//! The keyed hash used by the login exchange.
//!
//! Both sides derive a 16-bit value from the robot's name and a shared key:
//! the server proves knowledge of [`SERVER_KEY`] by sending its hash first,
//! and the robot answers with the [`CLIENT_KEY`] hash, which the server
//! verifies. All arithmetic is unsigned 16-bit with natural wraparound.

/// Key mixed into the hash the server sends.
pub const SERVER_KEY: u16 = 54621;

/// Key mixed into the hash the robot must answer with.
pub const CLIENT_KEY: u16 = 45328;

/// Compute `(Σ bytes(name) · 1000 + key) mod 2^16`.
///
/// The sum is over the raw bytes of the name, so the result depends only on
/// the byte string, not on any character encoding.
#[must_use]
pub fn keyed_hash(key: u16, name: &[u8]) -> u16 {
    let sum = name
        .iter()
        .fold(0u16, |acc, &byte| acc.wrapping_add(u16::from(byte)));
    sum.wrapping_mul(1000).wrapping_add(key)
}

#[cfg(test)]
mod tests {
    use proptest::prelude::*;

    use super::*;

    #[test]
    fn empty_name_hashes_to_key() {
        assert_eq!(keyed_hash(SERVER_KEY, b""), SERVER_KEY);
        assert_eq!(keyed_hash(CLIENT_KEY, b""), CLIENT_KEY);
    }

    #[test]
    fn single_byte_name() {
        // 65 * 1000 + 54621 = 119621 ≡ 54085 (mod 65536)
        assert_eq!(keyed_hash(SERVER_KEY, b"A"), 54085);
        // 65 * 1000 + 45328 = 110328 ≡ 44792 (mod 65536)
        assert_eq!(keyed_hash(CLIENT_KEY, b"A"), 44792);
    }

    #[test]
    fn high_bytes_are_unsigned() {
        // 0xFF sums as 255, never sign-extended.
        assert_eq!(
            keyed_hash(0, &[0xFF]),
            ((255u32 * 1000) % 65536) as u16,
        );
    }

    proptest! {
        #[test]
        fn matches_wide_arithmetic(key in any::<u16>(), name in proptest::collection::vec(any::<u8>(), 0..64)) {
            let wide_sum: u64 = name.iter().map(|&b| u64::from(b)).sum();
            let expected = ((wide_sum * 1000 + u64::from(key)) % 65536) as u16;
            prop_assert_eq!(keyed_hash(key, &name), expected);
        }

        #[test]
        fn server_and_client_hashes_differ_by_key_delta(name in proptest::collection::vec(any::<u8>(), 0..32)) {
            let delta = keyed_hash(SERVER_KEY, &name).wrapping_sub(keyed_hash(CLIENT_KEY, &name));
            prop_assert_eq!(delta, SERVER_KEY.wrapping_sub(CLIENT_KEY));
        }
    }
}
====
* How to complete this task
In this exercise, give every record above again exactly.

* Task output
//! The keyed hash used by the login exchange.
//!
//! Both sides derive a 16-bit value from the robot's name and a shared key:
//! the server proves knowledge of [`SERVER_KEY`] by sending its hash first,
//! and the robot answers with the [`CLIENT_KEY`] hash, which the server
//! verifies. All arithmetic is unsigned 16-bit with natural wraparound.

/// Key mixed into the hash the server sends.
pub const SERVER_KEY: u16 = 54621;

/// Key mixed into the hash the robot must answer with.
pub const CLIENT_KEY: u16 = 45328;

/// Compute `(Σ bytes(name) · 1000 + key) mod 2^16`.
///
/// The sum is over the raw bytes of the name, so the result depends only on
/// the byte string, not on any character encoding.
#[must_use]
pub fn keyed_hash(key: u16, name: &[u8]) -> u16 {
    let sum = name
        .iter()
        .fold(0u16, |acc, &byte| acc.wrapping_add(u16::from(byte)));
    sum.wrapping_mul(1000).wrapping_add(key)
}

#[cfg(test)]
mod tests {
    use proptest::prelude::*;

    use super::*;

    #[test]
    fn empty_name_hashes_to_key() {
        assert_eq!(keyed_hash(SERVER_KEY, b""), SERVER_KEY);
        assert_eq!(keyed_hash(CLIENT_KEY, b""), CLIENT_KEY);
    }

    #[test]
    fn single_byte_name() {
        // 65 * 1000 + 54621 = 119621 ≡ 54085 (mod 65536)
        assert_eq!(keyed_hash(SERVER_KEY, b"A"), 54085);
        // 65 * 1000 + 45328 = 110328 ≡ 44792 (mod 65536)
        assert_eq!(keyed_hash(CLIENT_KEY, b"A"), 44792);
    }

    #[test]
    fn high_bytes_are_unsigned() {
        // 0xFF sums as 255, never sign-extended.
        assert_eq!(
            keyed_hash(0, &[0xFF]),
            ((255u32 * 1000) % 65536) as u16,
        );
    }

    proptest! {
        #[test]
        fn matches_wide_arithmetic(key in any::<u16>(), name in proptest::collection::vec(any::<u8>(), 0..64)) {
            let wide_sum: u64 = name.iter().map(|&b| u64::from(b)).sum();
            let expected = ((wide_sum * 1000 + u64::from(key)) % 65536) as u16;
            prop_assert_eq!(keyed_hash(key, &name), expected);
        }

        #[test]
        fn server_and_client_hashes_differ_by_key_delta(name in proptest::collection::vec(any::<u8>(), 0..32)) {
            let delta = keyed_hash(SERVER_KEY, &name).wrapping_sub(keyed_hash(CLIENT_KEY, &name));
            prop_assert_eq!(delta, SERVER_KEY.wrapping_sub(CLIENT_KEY));
        }
    }
}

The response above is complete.